Shawl in Tree — Here is the finished shawl hanging displayed by my ever helpful ash tree. The rows of Starlight stitch open to one side of the asymmetrical shawl. Here are the project notes on Ravelry.

As I was finishing up the shawl I realized that it was now May. Time for another sock!! (As one of my New Year’s resolutions this year I have been knitting a new sock each month using a pattern from one of my many, many sock books and some yarn from the stash. So far I have been good and only used yarn from the stash. Notice I haven’t mentioned whether the stash is growing or getting smaller at this point…) Monday I dug through the sock yarn and here is what I settled on for the May 2015 sock:

This sock is Milfoil by Rachel Coopey from hr book CoopKnits Socks. The yarn is Madelinetosh Sock in the colorway Grenadine. — This sock is Milfoil by Rachel Coopey from her book CoopKnits Socks. The yarn is Madelinetosh Sock Yarn in the colorway Grenadine. Since the sock is divided into two distinct halves with different patterns I decided to knit it using two small cable needles instead of my usual (and beloved) square double pointed needles.

Now that the Sidere Shawl is done I jumped right into knitting the first Joker and the Thief shawl by Melanie Berg. Woohoo!! This one is a keeper for sure, and is lots of fun to knit. Here’s where I am on it right now. The shawl and the sock are knitting up fast, which is a good thing as I have an awful lot of knitting going on.

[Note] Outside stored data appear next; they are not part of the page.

//! Integration tests for the listing, order, and shipment state machines.
//!
//! These verify the transition rules the repositories enforce, without
//! requiring a database. The SQL guards in `rakuda_api::db` mirror
//! exactly these rules.

use rakuda_api::db::shipment_jobs::ShipmentJobStatus;
use rakuda_core::{ListingStatus, OrderStatus, ShipmentStatus};

// =============================================================================
// Listing Status Tests
// =============================================================================

#[test]
fn test_listing_lifecycle_forward_path() {
    assert!(ListingStatus::Draft.can_transition_to(ListingStatus::Active));
    assert!(ListingStatus::Active.can_transition_to(ListingStatus::Paused));
    assert!(ListingStatus::Paused.can_transition_to(ListingStatus::Active));
    assert!(ListingStatus::Active.can_transition_to(ListingStatus::Ended));
    assert!(ListingStatus::Paused.can_transition_to(ListingStatus::Ended));
}

#[test]
fn test_listing_cannot_return_to_draft() {
    for status in [
        ListingStatus::Active,
        ListingStatus::Paused,
        ListingStatus::Ended,
    ] {
        assert!(!status.can_transition_to(ListingStatus::Draft));
    }
}

#[test]
fn test_ended_listing_is_terminal() {
    for next in [
        ListingStatus::Draft,
        ListingStatus::Active,
        ListingStatus::Paused,
        ListingStatus::Ended,
    ] {
        assert!(!ListingStatus::Ended.can_transition_to(next));
    }
}

#[test]
fn test_only_active_listings_are_live() {
    assert!(ListingStatus::Active.is_live());
    assert!(!ListingStatus::Draft.is_live());
    assert!(!ListingStatus::Paused.is_live());
    assert!(!ListingStatus::Ended.is_live());
}

// =============================================================================
// Order Status Tests
// =============================================================================

#[test]
fn test_order_happy_path() {
    let path = [
        (OrderStatus::Pending, OrderStatus::Paid),
        (OrderStatus::Paid, OrderStatus::Shipped),
        (OrderStatus::Shipped, OrderStatus::Delivered),
    ];
    for (from, to) in path {
        assert!(from.can_transition_to(to), "{from:?} -> {to:?} should be legal");
    }
}

#[test]
fn test_order_cancellation_window_closes_at_shipment() {
    // Cancellable until the parcel leaves
    assert!(OrderStatus::Pending.can_transition_to(OrderStatus::Cancelled));
    assert!(OrderStatus::Paid.can_transition_to(OrderStatus::Cancelled));

    // Once shipped, no cancellation
    assert!(!OrderStatus::Shipped.can_transition_to(OrderStatus::Cancelled));
    assert!(!OrderStatus::Delivered.can_transition_to(OrderStatus::Cancelled));
}

#[test]
fn test_order_cannot_skip_payment() {
    assert!(!OrderStatus::Pending.can_transition_to(OrderStatus::Shipped));
    assert!(!OrderStatus::Pending.can_transition_to(OrderStatus::Delivered));
    assert!(!OrderStatus::Paid.can_transition_to(OrderStatus::Delivered));
}

#[test]
fn test_order_terminal_states() {
    let all = [
        OrderStatus::Pending,
        OrderStatus::Paid,
        OrderStatus::Shipped,
        OrderStatus::Delivered,
        OrderStatus::Cancelled,
    ];
    for next in all {
        assert!(!OrderStatus::Delivered.can_transition_to(next));
        assert!(!OrderStatus::Cancelled.can_transition_to(next));
    }
}

// =============================================================================
// Shipment Status Tests
// =============================================================================

#[test]
fn test_shipment_processing_path() {
    assert!(ShipmentStatus::Pending.can_transition_to(ShipmentStatus::Processing));
    assert!(ShipmentStatus::Processing.can_transition_to(ShipmentStatus::Shipped));
    assert!(ShipmentStatus::Processing.can_transition_to(ShipmentStatus::Failed));
}

#[test]
fn test_failed_shipment_can_be_reprocessed() {
    // Operator fixes the problem and re-queues
    assert!(ShipmentStatus::Failed.can_transition_to(ShipmentStatus::Processing));
}

#[test]
fn test_shipped_is_terminal() {
    for next in [
        ShipmentStatus::Pending,
        ShipmentStatus::Processing,
        ShipmentStatus::Shipped,
        ShipmentStatus::Failed,
    ] {
        assert!(!ShipmentStatus::Shipped.can_transition_to(next));
    }
}

#[test]
fn test_shipment_cannot_ship_without_processing() {
    assert!(!ShipmentStatus::Pending.can_transition_to(ShipmentStatus::Shipped));
    assert!(!ShipmentStatus::Failed.can_transition_to(ShipmentStatus::Shipped));
}

// =============================================================================
// Shipment Job Status Tests
// =============================================================================

#[test]
fn test_job_status_enum_values() {
    assert!(matches!(ShipmentJobStatus::Queued, ShipmentJobStatus::Queued));
    assert!(matches!(ShipmentJobStatus::Running, ShipmentJobStatus::Running));
    assert!(matches!(
        ShipmentJobStatus::Succeeded,
        ShipmentJobStatus::Succeeded
    ));
    assert!(matches!(ShipmentJobStatus::Dead, ShipmentJobStatus::Dead));
}

#[test]
fn test_job_status_eq_and_copy() {
    let status = ShipmentJobStatus::Queued;
    let copied = status;
    assert_eq!(status, copied);
    assert_ne!(ShipmentJobStatus::Succeeded, ShipmentJobStatus::Dead);
}

/// Job state machine as the worker drives it:
/// queued -> running -> succeeded
/// queued -> running -> queued (retry with backoff)
/// queued -> running -> dead (retries exhausted)
#[test]
fn test_job_transitions_are_between_distinct_states() {
    let transitions = [
        (ShipmentJobStatus::Queued, ShipmentJobStatus::Running),
        (ShipmentJobStatus::Running, ShipmentJobStatus::Succeeded),
        (ShipmentJobStatus::Running, ShipmentJobStatus::Queued),
        (ShipmentJobStatus::Running, ShipmentJobStatus::Dead),
    ];
    for (from, to) in transitions {
        assert_ne!(from, to);
    }
}

#[test]
fn test_job_status_json_spelling() {
    // The API serializes job statuses lowercase
    let json = serde_json::to_string(&ShipmentJobStatus::Succeeded).expect("serialize");
    assert_eq!(json, "\"succeeded\"");
    let json = serde_json::to_string(&ShipmentJobStatus::Dead).expect("serialize");
    assert_eq!(json, "\"dead\"");
}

This week has been one of reflection for me as I knitted along in the gloomy rainy days. Tuesday was the anniversary of my mom’s death from ovarian cancer. What a difficult time that was for all of us in the family. Now I am exactly as old as my mom was at that time, and I also am struggling with a serious condition. I’m noticing again some of the things that we dealt with during my mom’s illness: friends and family saying hurtful things, distancing themselves, and trying to make the illness seem trivial. If anything is said at all, it is so superficial or cliche that it reveals a total disengagement. What is up with that? It’s almost as if they are lacking in… empathy.

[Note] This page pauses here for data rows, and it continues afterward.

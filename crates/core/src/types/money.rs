//! Exact money representation using decimal arithmetic.
//!
//! All money amounts in Rakuda are `rust_decimal::Decimal` - never floats.
//! A [`Money`] couples an amount with its [`Currency`] so that yen and
//! dollar values cannot be mixed by accident.

use rust_decimal::{Decimal, RoundingStrategy};
use serde::{Deserialize, Serialize};

/// ISO 4217 currencies handled by the back office.
///
/// JPY is a zero-decimal currency: supplier costs are whole yen. Everything
/// sold on the marketplaces is priced in a two-decimal currency.
#[derive(Debug, Clone, Copy, PartialEq, Eq, Hash, Serialize, Deserialize, Default)]
pub enum Currency {
    #[default]
    USD,
    JPY,
    EUR,
    GBP,
}

impl Currency {
    /// ISO 4217 code.
    #[must_use]
    pub const fn code(self) -> &'static str {
        match self {
            Self::USD => "USD",
            Self::JPY => "JPY",
            Self::EUR => "EUR",
            Self::GBP => "GBP",
        }
    }

    /// Display symbol.
    #[must_use]
    pub const fn symbol(self) -> &'static str {
        match self {
            Self::USD => "$",
            Self::JPY => "\u{a5}",
            Self::EUR => "\u{20ac}",
            Self::GBP => "\u{a3}",
        }
    }

    /// Number of decimal places amounts in this currency carry.
    #[must_use]
    pub const fn decimals(self) -> u32 {
        match self {
            Self::JPY => 0,
            Self::USD | Self::EUR | Self::GBP => 2,
        }
    }
}

impl std::fmt::Display for Currency {
    fn fmt(&self, f: &mut std::fmt::Formatter<'_>) -> std::fmt::Result {
        f.write_str(self.code())
    }
}

/// Error returned when parsing an unknown currency code.
#[derive(Debug, Clone, PartialEq, Eq, thiserror::Error)]
#[error("unknown currency code: {0}")]
pub struct CurrencyParseError(pub String);

impl std::str::FromStr for Currency {
    type Err = CurrencyParseError;

    fn from_str(s: &str) -> Result<Self, Self::Err> {
        match s.to_ascii_uppercase().as_str() {
            "USD" => Ok(Self::USD),
            "JPY" => Ok(Self::JPY),
            "EUR" => Ok(Self::EUR),
            "GBP" => Ok(Self::GBP),
            other => Err(CurrencyParseError(other.to_string())),
        }
    }
}

/// An amount of money in a specific currency.
#[derive(Debug, Clone, Copy, PartialEq, Eq, Serialize, Deserialize)]
pub struct Money {
    /// Amount in the currency's standard unit (e.g., dollars, not cents).
    pub amount: Decimal,
    /// The currency the amount is denominated in.
    pub currency: Currency,
}

impl Money {
    /// Create a new amount.
    #[must_use]
    pub const fn new(amount: Decimal, currency: Currency) -> Self {
        Self { amount, currency }
    }

    /// Round to the currency's number of decimal places.
    ///
    /// Uses midpoint-away-from-zero, the convention customers expect on
    /// invoices (12.345 → 12.35, not banker's rounding).
    #[must_use]
    pub fn rounded(self) -> Self {
        Self {
            amount: self
                .amount
                .round_dp_with_strategy(self.currency.decimals(), RoundingStrategy::MidpointAwayFromZero),
            currency: self.currency,
        }
    }

    /// Format for display, e.g. `$19.99` or `¥2980`.
    #[must_use]
    pub fn display(self) -> String {
        let rounded = self.rounded();
        if self.currency.decimals() == 0 {
            format!("{}{}", self.currency.symbol(), rounded.amount)
        } else {
            format!("{}{:.2}", self.currency.symbol(), rounded.amount)
        }
    }

    /// Convert using a rate quoted for `pair`.
    ///
    /// The amount must be denominated in the pair's base currency; the result
    /// is in the quote currency. There is no implicit inversion: converting
    /// yen with a USD/JPY rate is an error, not a division.
    ///
    /// # Errors
    ///
    /// Returns [`ConversionError`] if the amount's currency is not the pair's
    /// base.
    pub fn convert(self, pair: CurrencyPair, rate: Decimal) -> Result<Self, ConversionError> {
        if self.currency != pair.base {
            return Err(ConversionError {
                pair,
                have: self.currency,
            });
        }
        Ok(Self {
            amount: self.amount * rate,
            currency: pair.quote,
        })
    }
}

/// Error returned when a conversion is attempted with a rate quoted for a
/// different pair.
#[derive(Debug, Clone, Copy, PartialEq, Eq, thiserror::Error)]
#[error("rate is quoted for {pair}, cannot convert an amount in {have}")]
pub struct ConversionError {
    /// The pair the rate was quoted for.
    pub pair: CurrencyPair,
    /// The currency the amount was actually in.
    pub have: Currency,
}

/// An ordered currency pair, e.g. `USD/JPY`.
///
/// A rate quoted for the pair means "this many `quote` units per one
/// `base` unit": USD/JPY at 147.32 means one dollar buys 147.32 yen.
#[derive(Debug, Clone, Copy, PartialEq, Eq, Hash, Serialize, Deserialize)]
pub struct CurrencyPair {
    pub base: Currency,
    pub quote: Currency,
}

impl CurrencyPair {
    /// Create a new pair.
    #[must_use]
    pub const fn new(base: Currency, quote: Currency) -> Self {
        Self { base, quote }
    }
}

impl std::fmt::Display for CurrencyPair {
    fn fmt(&self, f: &mut std::fmt::Formatter<'_>) -> std::fmt::Result {
        write!(f, "{}/{}", self.base, self.quote)
    }
}

/// Error returned when parsing a malformed currency pair.
#[derive(Debug, Clone, PartialEq, Eq, thiserror::Error)]
pub enum PairParseError {
    #[error("expected BASE/QUOTE format, got: {0}")]
    Format(String),
    #[error(transparent)]
    Currency(#[from] CurrencyParseError),
}

impl std::str::FromStr for CurrencyPair {
    type Err = PairParseError;

    fn from_str(s: &str) -> Result<Self, Self::Err> {
        let (base, quote) = s
            .split_once('/')
            .ok_or_else(|| PairParseError::Format(s.to_string()))?;
        Ok(Self {
            base: base.trim().parse()?,
            quote: quote.trim().parse()?,
        })
    }
}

OMG!! Guess what hit the market this week? Empathy cards! The exact cards that call to the heart of every person struggling with a serious illness, and the life preserver for every person who just doesn’t quite know what to do or say. I can relate to these cards totally! These cards are created by Emily McDowell to fill that huge gap that too many of us are aware of where people of good heart and intentions struggle to acknowledge unhappy truths (some of us will never be old…) as they try to express their concern and support. Here’s what I’m talking about:

See what I’m talking about? One visitor told my mother that her terminal illness was a “remarkable opportunity” as it gave her the chance to plan the end of her life. I never allowed that person to come visit her again. People who say everything happens for a reason are smugly assuming that somehow your illness was something that you deserved (and they didn’t), or that it will somehow make you a better person. That is just wrong, folks.

Lemon Card — This happened to me! Not nice!

I bet you want some of these cards too. Here’s Emily McDowell’s blog about these cards and her store where you can buy your own. Emily is a cancer survivor and definitely understands the problem and the need for these simple vehicles to scaffold caring and meaningful communication of support for others dealing with a hard time. I know that people do care. We all need help sometimes to know how to show others how we feel.

So what other empathy cards should there be? I personally am tired of people telling me that they are glad that I’m so much better. (Say what??! I look better right now because I’m between naps and between crisis…) or that they will pray for me (Thanks! I appreciate that! What I really need, however, is someone who is willing to do some grocery shopping for me or even take me to my next major medical testing appointment of the gastroenterology torture chamber variety…) What about the times when people tell you that at least you don’t have __________ (some other disease that sounds worse to them), or ask if you have your will made? There has to be a great card using these comments!

Lots to think about while knitting on a rainy day.